L'iniziativa è stata introdotta dall'associazione Tonglen, che ha presentato la propria attività di accompagnamento alla fine della vita — quel momento più fragile che, prima o poi, tutti noi attraverseremo.
Cosa accomuna il messaggio di Tonglen a quello di San Francesco?
Chi accompagna una persona verso la morte impara presto ciò che anche San Francesco aveva intuito: la morte non è un'estranea da tenere fuori dalla stanza, ma può essere accolta. Egli la chiamava Sorella Morte — non la evitava, la accoglieva come parte della vita stessa, come una creatura tra le creature. E la avvicinava con lo stesso sguardo che riservava ai più fragili. Cosa c'è, del resto, di più fragile di un morente, di un malato, di chi attraversa l'ultimo tratto della propria vita, o di chi soffre, magari ultimo tra gli ultimi?
Nel proprio percorso, Tonglen tocca con mano che la fragilità del morire non è una debolezza, ma un luogo di verità e autenticità: il punto in cui la vita si fa essenziale, i gesti si fanno piccoli, e la relazione si concentra su ciò che conta davvero — dove la presenza dell'altro può diventare un dono immenso. Tonglen opera proprio in questo spazio di fragilità, nella cura, incarnando ogni giorno quello sguardo — che è anche quello francescano— che non giudica, non fugge, ma sa stare, anche nel silenzio, che non arreda, ma lo sa abitare, diventando presenza pura — distinta dall'altro, quindi non fusionale, ma nemmeno distante.
La morte cessa di essere un nemico e può diventare Sorella, diventa un passaggio, un incontro sacro, proprio perché fragile. Quando impariamo a stare nella fragilità, la vita tutta appare vivibile. Un giorno alla volta, con tenerezza.
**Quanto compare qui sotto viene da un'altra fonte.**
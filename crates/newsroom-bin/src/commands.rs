//! Command handlers.

use crate::app::App;
use anyhow::Context;
use chrono::Utc;
use newsroom_state::{AuthAction, Comment, Headline};
use std::time::Duration;

const FEED_WAIT: Duration = Duration::from_secs(10);

fn print_headline_row(headline: &Headline) {
    println!("{:<48} {} ({})", headline.slug, headline.title, headline.source.name);
}

async fn find_headline(
    app: &App,
    slug: &str,
    country: Option<String>,
    category: Option<String>,
) -> anyhow::Result<Headline> {
    let url = app.headlines_url(country, category)?;
    app.store.load_headlines(&url).await?;
    app.store
        .select_headline(slug)
        .with_context(|| format!("no headline `{slug}` in the current list"))
}

async fn load_saved(app: &App, slug: &str) -> anyhow::Result<Headline> {
    app.store
        .load_headline(slug)
        .await?
        .with_context(|| format!("headline `{slug}` is not saved; run `newsroom save {slug}`"))
}

pub async fn headlines(
    app: &App,
    country: Option<String>,
    category: Option<String>,
) -> anyhow::Result<()> {
    let url = app.headlines_url(country, category)?;
    let headlines = app.store.load_headlines(&url).await?;
    if headlines.is_empty() {
        println!("No headlines.");
    }
    for headline in &headlines {
        print_headline_row(headline);
    }
    Ok(())
}

pub async fn show(app: &App, slug: &str) -> anyhow::Result<()> {
    app.restore()?;
    let headline = load_saved(app, slug).await?;

    println!("{}", headline.title);
    println!("{} | {}", headline.source.name, headline.published_at);
    println!("{}", headline.url);
    if let Some(description) = &headline.description {
        println!();
        println!("{description}");
    }
    println!();
    match &headline.comments {
        Some(comments) => {
            for comment in comments {
                println!(
                    "[{:>3}] {} - {} ({})",
                    comment.likes, comment.body, comment.author_ref, comment.id
                );
            }
        }
        None => println!("No comments yet."),
    }
    Ok(())
}

pub async fn save(
    app: &App,
    slug: &str,
    country: Option<String>,
    category: Option<String>,
) -> anyhow::Result<()> {
    app.restore()?;
    let headline = find_headline(app, slug, country, category).await?;
    if app.store.save_headline(&headline).await? {
        println!("Saved `{}`.", headline.slug);
    } else {
        println!("`{}` was already saved.", headline.slug);
    }
    Ok(())
}

pub async fn authenticate(
    app: &App,
    action: AuthAction,
    email: &str,
    password: &str,
) -> anyhow::Result<()> {
    app.restore()?;
    let user = app
        .store
        .authenticate_user(action, email, password)
        .await
        .with_context(|| format!("{action} failed"))?;
    app.sync_token();

    let expires_at = app.store.state().expires_at;
    println!("Signed in as {}", user.email);
    if let Some(expires_at) = expires_at {
        println!("Session valid until {}", expires_at.to_rfc3339());
    }
    Ok(())
}

pub fn logout(app: &App) -> anyhow::Result<()> {
    app.restore()?;
    app.store.logout_user()?;
    println!("Signed out.");
    Ok(())
}

pub fn status(app: &App) -> anyhow::Result<()> {
    app.restore()?;
    let state = app.store.state();
    match (&state.user, state.expires_at) {
        (Some(user), Some(expires_at)) if app.store.is_authenticated() => {
            let remaining = expires_at - Utc::now();
            println!("Signed in as {} ({})", user.email, app.store.auth_state());
            println!("Avatar: {}", user.avatar);
            println!("Session expires in {} minutes", remaining.num_minutes());
        }
        _ => println!("Not signed in."),
    }
    Ok(())
}

pub async fn feed_list(app: &App) -> anyhow::Result<()> {
    app.require_session()?;
    let mut rx = app.store.subscribe_state();
    rx.mark_unchanged();
    app.store.load_user_feed().await?;

    tokio::time::timeout(FEED_WAIT, rx.changed())
        .await
        .context("timed out waiting for the feed")??;

    let feed = app.store.state().feed;
    if feed.is_empty() {
        println!("Your feed is empty.");
    }
    for entry in &feed {
        print_headline_row(&entry.headline);
    }
    Ok(())
}

pub async fn feed_add(
    app: &App,
    slug: &str,
    country: Option<String>,
    category: Option<String>,
) -> anyhow::Result<()> {
    app.require_session()?;
    let headline = find_headline(app, slug, country, category).await?;
    app.store.add_headline_to_feed(&headline).await?;
    println!("Added `{}` to your feed.", headline.title);
    Ok(())
}

pub async fn feed_remove(app: &App, title: &str) -> anyhow::Result<()> {
    app.require_session()?;
    app.store.remove_headline_from_feed(title).await?;
    println!("Removed `{title}` from your feed.");
    Ok(())
}

pub async fn comment(app: &App, slug: &str, body: &str, id: Option<String>) -> anyhow::Result<()> {
    app.require_session()?;
    let author = app
        .store
        .state()
        .user
        .context("session has no user")?;
    load_saved(app, slug).await?;

    let comment = Comment {
        published_at: Some(Utc::now().to_rfc3339()),
        ..Comment::new(
            id.unwrap_or_else(|| uuid::Uuid::new_v4().to_string()),
            body,
            author.email,
        )
    };
    let thread = app.store.send_comment(&comment).await?;
    println!("Comment `{}` posted; {} on this headline.", comment.id, thread.len());
    Ok(())
}

pub async fn like(app: &App, slug: &str, comment_id: &str) -> anyhow::Result<()> {
    app.require_session()?;
    load_saved(app, slug).await?;
    match app.store.like_comment(comment_id).await? {
        Some(likes) => println!("`{comment_id}` now has {likes} likes."),
        None => println!("No comment `{comment_id}` on `{slug}`."),
    }
    app.store.close_headline();
    Ok(())
}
Ed è questa stessa tenerezza, imparata accanto al letto di una persona fragile, ad allargarsi naturalmente a tutte le creature — altro insegnamento di San Francesco: agli animali che soffrono senza poterlo dire, alla terra ferita, a ogni creatura priva di voce per chiedere aiuto. Tonglen fa lo stesso, estendendo la propria missione non solo agli esseri umani, ma a tutti gli esseri senzienti, inclusi i nostri amici animali.
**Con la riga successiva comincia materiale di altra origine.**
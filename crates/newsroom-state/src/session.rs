//! Session lifecycle: authentication, restore, logout and expiry.

use crate::model::User;
use crate::read_model::LoadingGuard;
use crate::store::StoreInner;
use crate::subscriptions::SubscriptionKind;
use crate::{NewsroomStore, StateResult};
use chrono::{DateTime, Utc};
use document_store::{CollectionPath, DocumentPath};
use newsroom_auth::{normalize_email, AuthAction, AuthMachineInput, AuthState, IdentityGrant};
use std::sync::Arc;
use std::time::Duration;
use tracing::{debug, info, warn};

fn user_path(email: &str) -> StateResult<DocumentPath> {
    Ok(CollectionPath::new("users")?.doc(email)?)
}

impl StoreInner {
    /// Tear the session down: timer, feed subscription, cached session data
    /// and the durable record. Memory is always cleared, even when the
    /// storage backend fails.
    pub(crate) fn end_session(&self, input: &AuthMachineInput) -> StateResult<()> {
        if let Err(e) = self.transition(input) {
            debug!(error = %e, "No session to end");
        }
        self.timer.cancel();
        self.subscriptions.cancel(SubscriptionKind::Feed);

        let auth = self.auth_state();
        self.state.send_modify(|s| {
            s.clear_session();
            s.auth = auth;
        });

        self.vault.clear().map_err(|e| {
            warn!(error = %e, "Failed to clear stored session");
            e
        })?;
        Ok(())
    }
}

impl NewsroomStore {
    /// Register or log in through the identity provider and start a session.
    ///
    /// The email is trimmed and lowercased before use; it keys the user
    /// record, the feed and the stored session. Registration stores a new
    /// user record. Login reads the stored record and creates it if missing. On failure nothing is published; a failed
    /// re-authentication ends the previous session.
    pub async fn authenticate_user(
        &self,
        action: AuthAction,
        email: &str,
        password: &str,
    ) -> StateResult<User> {
        let inner = &self.inner;
        let email = normalize_email(email);
        let email = email.as_str();
        let previous = inner.auth_state();

        let auth = inner.transition(&AuthMachineInput::LoginAttempt)?;
        inner.state.send_modify(|s| s.auth = auth);
        let _loading = LoadingGuard::new(&inner.state);

        match self.exchange_credentials(action, email, password).await {
            Ok((grant, user)) => self.begin_session(grant, user),
            Err(e) => {
                warn!(action = %action, email, error = %e, "Authentication failed");
                if inner.transition(&AuthMachineInput::AuthFailed).is_ok() {
                    if previous.is_authenticated() {
                        // The FSM already left LoggedIn; finish the teardown.
                        let ended = inner.end_session(&AuthMachineInput::LogoutRequested);
                        if let Err(clear_err) = ended {
                            warn!(error = %clear_err, "Previous session left storage uncleared");
                        }
                    } else {
                        inner.state.send_modify(|s| s.auth = AuthState::LoggedOut);
                    }
                }
                Err(e)
            }
        }
    }

    async fn exchange_credentials(
        &self,
        action: AuthAction,
        email: &str,
        password: &str,
    ) -> StateResult<(IdentityGrant, User)> {
        let grant = self
            .inner
            .identity
            .authenticate(action, email, password)
            .await?;

        let user = match action {
            AuthAction::Register => self.store_user(User::derive(email)).await?,
            AuthAction::Login => match self.fetch_user(email).await? {
                Some(user) => user,
                None => {
                    debug!(email, "No stored user record, deriving one");
                    self.store_user(User::derive(email)).await?
                }
            },
        };
        Ok((grant, user))
    }

    async fn fetch_user(&self, email: &str) -> StateResult<Option<User>> {
        let doc = self.inner.documents.get(&user_path(email)?).await?;
        Ok(doc.map(|doc| doc.decode::<User>()).transpose()?)
    }

    async fn store_user(&self, user: User) -> StateResult<User> {
        let path = user_path(&user.email)?;
        self.inner
            .documents
            .set(&path, serde_json::to_value(&user)?)
            .await?;
        debug!(email = %user.email, "User record stored");
        Ok(user)
    }

    fn begin_session(&self, grant: IdentityGrant, user: User) -> StateResult<User> {
        let inner = &self.inner;
        // Fails if a logout landed while the provider was answering.
        let auth = inner.transition(&AuthMachineInput::AuthSucceeded)?;

        inner
            .subscriptions
            .cancel_unless(SubscriptionKind::Feed, &user.email);
        inner.state.send_modify(|s| {
            if s.user.as_ref().map(|u| &u.email) != Some(&user.email) {
                s.feed.clear();
            }
            s.token = Some(grant.id_token.clone());
            s.user = Some(user.clone());
            s.expires_at = Some(grant.expires_at);
            s.auth = auth;
        });

        if let Err(e) = inner
            .vault
            .save(&grant.id_token, grant.expires_at, &user.email, &user.avatar)
        {
            warn!(error = %e, "Failed to persist session record");
        }
        self.arm_session_timer(grant.expires_at);

        info!(email = %user.email, expires_at = %grant.expires_at, "Session started");
        Ok(user)
    }

    /// Schedule logout at `expires_at`, replacing any pending schedule.
    fn arm_session_timer(&self, expires_at: DateTime<Utc>) {
        let remaining = (expires_at - Utc::now())
            .to_std()
            .unwrap_or(Duration::ZERO);
        let store = Arc::downgrade(&self.inner);

        self.inner.timer.arm(remaining, async move {
            let Some(inner) = store.upgrade() else {
                return;
            };
            // A newer session owns the timer now.
            if inner.state.borrow().expires_at != Some(expires_at) {
                return;
            }
            info!("Session expired");
            if let Err(e) = inner.end_session(&AuthMachineInput::SessionExpired) {
                warn!(error = %e, "Session expiry left storage uncleared");
            }
        });
    }

    /// Restore a session from durable storage.
    ///
    /// Returns whether a session is active afterwards. A live session wins
    /// over whatever is stored. An expired or token-less record is cleared
    /// from memory and storage. No remote call.
    pub fn restore_session(&self) -> StateResult<bool> {
        let inner = &self.inner;
        if inner.auth_state().is_authenticated() {
            debug!("Session already active");
            return Ok(true);
        }

        let Some(record) = inner.vault.load()? else {
            debug!("No stored session");
            return Ok(false);
        };
        if record.is_expired_at(Utc::now()) {
            info!(email = %record.user, "Stored session expired");
            inner.end_session(&AuthMachineInput::SessionExpired)?;
            return Ok(false);
        }

        let auth = inner.transition(&AuthMachineInput::SessionRestored)?;
        let user = if record.avatar.is_empty() {
            User::derive(&record.user)
        } else {
            User {
                email: record.user.clone(),
                avatar: record.avatar.clone(),
            }
        };
        let expires_at = record.expires_at();

        inner
            .subscriptions
            .cancel_unless(SubscriptionKind::Feed, &user.email);
        inner.state.send_modify(|s| {
            s.token = Some(record.jwt.clone());
            s.user = Some(user.clone());
            s.expires_at = Some(expires_at);
            s.auth = auth;
        });
        self.arm_session_timer(expires_at);

        info!(email = %user.email, expires_at = %expires_at, "Session restored");
        Ok(true)
    }

    /// End the session: token, user, feed cache, feed subscription, timer and
    /// the durable record are all cleared.
    pub fn logout_user(&self) -> StateResult<()> {
        self.inner.end_session(&AuthMachineInput::LogoutRequested)?;
        info!("Logged out");
        Ok(())
    }

    /// A session is published and has not expired.
    pub fn is_authenticated(&self) -> bool {
        self.inner.auth_state().is_authenticated()
            && self.inner.state.borrow().has_valid_session_at(Utc::now())
    }

    pub fn auth_state(&self) -> AuthState {
        self.inner.auth_state()
    }
}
Dopo questa introduzione, la serata è poi proseguita con il concerto di archi dell’Orchestra sociale Archi Ravegnani, e con la voce del soprano Luisa Cottifogli dedicato alle colonne sonore più belle di sempre, intervallato da brevi letture di brani francescani.
Una serata che ha suggellato la laicità e l'interreligiosità a cui Tonglen si ispira, a testimonianza di un messaggio di cura e amorevolezza universali.
Il prossimo appuntamento sarà il 27 settembre presso la Cappella dell’Ospedale Santa Maria della Scaletta a Imola, con interventi a cura di medici esperti dell’accompagnamento alla fine della vita e Tonglen ODV. Vi invitiamo a partecipare!